- YOUR OBJECTIVE
Scan the material that follows. Copy every line containing the word "after".

- EXCERPTED DATA

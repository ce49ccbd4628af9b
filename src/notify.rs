use std::time::{Duration, Instant};

use crate::util::ident::fresh_id;

/// How long a notice stays visible after publication
pub const DISPLAY_TTL: Duration = Duration::from_millis(3000);

/// Notice severity
#[derive(Debug, Clone, Copy, PartialEq, Eq)]
pub enum Severity {
    Success,
    Error,
    Info,
}

impl Severity {
    /// Lowercase name as used in JSON output
    pub fn name(self) -> &'static str {
        match self {
            Severity::Success => "success",
            Severity::Error => "error",
            Severity::Info => "info",
        }
    }
}

/// A short-lived user-facing message
#[derive(Debug, Clone)]
pub struct Notice {
    /// Opaque identifier, unique per queue
    pub id: String,
    pub severity: Severity,
    pub text: String,
    /// Instant past which the notice is no longer shown
    expires_at: Instant,
}

/// Queue of pending notices. One instance exists per running planner and
/// consumers receive it through constructor injection.
///
/// Expiry is a recorded deadline: `active` prunes entries past theirs before
/// returning, so a notice disappears after its display window whether or not
/// anything rendered it.
#[derive(Debug)]
pub struct NoticeQueue {
    entries: Vec<Notice>,
    ttl: Duration,
}

impl NoticeQueue {
    pub fn new() -> Self {
        Self::with_ttl(DISPLAY_TTL)
    }

    /// Queue with a custom display window (shortened under test)
    pub fn with_ttl(ttl: Duration) -> Self {
        NoticeQueue {
            entries: Vec::new(),
            ttl,
        }
    }

    /// Append a notice; it expires `ttl` from now
    pub fn publish(&mut self, severity: Severity, text: impl Into<String>) {
        self.entries.push(Notice {
            id: fresh_id(),
            severity,
            text: text.into(),
            expires_at: Instant::now() + self.ttl,
        });
    }

    pub fn success(&mut self, text: impl Into<String>) {
        self.publish(Severity::Success, text);
    }

    pub fn error(&mut self, text: impl Into<String>) {
        self.publish(Severity::Error, text);
    }

    pub fn info(&mut self, text: impl Into<String>) {
        self.publish(Severity::Info, text);
    }

    /// Prune expired notices and return the live ones, oldest first
    pub fn active(&mut self) -> &[Notice] {
        let now = Instant::now();
        self.entries.retain(|n| now < n.expires_at);
        &self.entries
    }

    /// Take every queued notice, expired or not. One-shot consumers (a CLI
    /// invocation) render with this so nothing is dropped unseen.
    pub fn drain(&mut self) -> Vec<Notice> {
        std::mem::take(&mut self.entries)
    }
}
use std::fs::{self, File, OpenOptions};
use std::path::{Path, PathBuf};
use std::time::{Duration, Instant};

/// How long to wait between acquisition attempts
const RETRY_INTERVAL: Duration = Duration::from_millis(10);

/// Default acquisition timeout
const DEFAULT_TIMEOUT: Duration = Duration::from_secs(5);

/// Advisory file lock for serializing writes to the planner directory.
///
/// Uses platform-native flock (Unix) to coordinate concurrent `vy`
/// processes; read-only commands never take it.
pub struct FileLock {
    _file: File,
    path: PathBuf,
}

/// Error type for lock operations
#[derive(Debug, thiserror::Error)]
pub enum LockError {
    #[error("could not create lock file at {path}: {source}")]
    CreateError {
        path: PathBuf,
        source: std::io::Error,
    },
    #[error("could not acquire lock on {path}: another vy process may be writing")]
    Timeout { path: PathBuf },
    #[error("lock error: {0}")]
    IoError(#[from] std::io::Error),
}

impl FileLock {
    /// Acquire an advisory lock on the voyage directory.
    /// Blocks up to `timeout` waiting for the lock.
    pub fn acquire(data_dir: &Path, timeout: Duration) -> Result<Self, LockError> {
        let lock_path = data_dir.join(".lock");
        let file = OpenOptions::new()
            .create(true)
            .write(true)
            .truncate(false)
            .open(&lock_path)
            .map_err(|e| LockError::CreateError {
                path: lock_path.clone(),
                source: e,
            })?;

        let start = Instant::now();
        loop {
            match try_lock(&file) {
                Ok(()) => {
                    return Ok(FileLock {
                        _file: file,
                        path: lock_path,
                    });
                }
                Err(_) if start.elapsed() < timeout => {
                    std::thread::sleep(RETRY_INTERVAL);
                }
                Err(_) => {
                    return Err(LockError::Timeout { path: lock_path });
                }
            }
        }
    }

    /// Acquire with the default timeout
    pub fn acquire_default(data_dir: &Path) -> Result<Self, LockError> {
        Self::acquire(data_dir, DEFAULT_TIMEOUT)
    }
}

impl Drop for FileLock {
    fn drop(&mut self) {
        // Lock is released automatically when the file is dropped (flock semantics)
        let _ = fs::remove_file(&self.path);
    }
}

/// Try to acquire an exclusive flock on the file (non-blocking)
#[cfg(unix)]
fn try_lock(file: &File) -> Result<(), std::io::Error> {
    use std::os::unix::io::AsRawFd;
    let fd = file.as_raw_fd();
    let result = unsafe { libc::flock(fd, libc::LOCK_EX | libc::LOCK_NB) };
    if result == 0 {
        Ok(())
    } else {
        Err(std::io::Error::last_os_error())
    }
}

#[cfg(not(unix))]
fn try_lock(_file: &File) -> Result<(), std::io::Error> {
    // On non-Unix platforms, just succeed (advisory locking)
    Ok(())
}

#[cfg(test)]
mod tests {
    use super::*;
    use tempfile::TempDir;

    #[test]
    fn test_acquire_and_release_lock() {
        let tmp = TempDir::new().unwrap();
        let data_dir = tmp.path().join("voyage");
        fs::create_dir_all(&data_dir).unwrap();

        let lock = FileLock::acquire_default(&data_dir);
        assert!(lock.is_ok());

        // Lock should be released when dropped
        drop(lock);

        // Should be able to acquire again
        let lock2 = FileLock::acquire_default(&data_dir);
        assert!(lock2.is_ok());
    }

    #[test]
    fn test_lock_contention() {
        let tmp = TempDir::new().unwrap();
        let data_dir = tmp.path().join("voyage");
        fs::create_dir_all(&data_dir).unwrap();

        // Acquire first lock
        let _lock1 = FileLock::acquire_default(&data_dir).unwrap();

        // Second lock should timeout quickly
        let lock2 = FileLock::acquire(&data_dir, Duration::from_millis(50));
        assert!(lock2.is_err());
    }
}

- ANSWER SECTION
/// How long a notice stays visible after publication
/// returning, so a notice disappears after its display window whether or not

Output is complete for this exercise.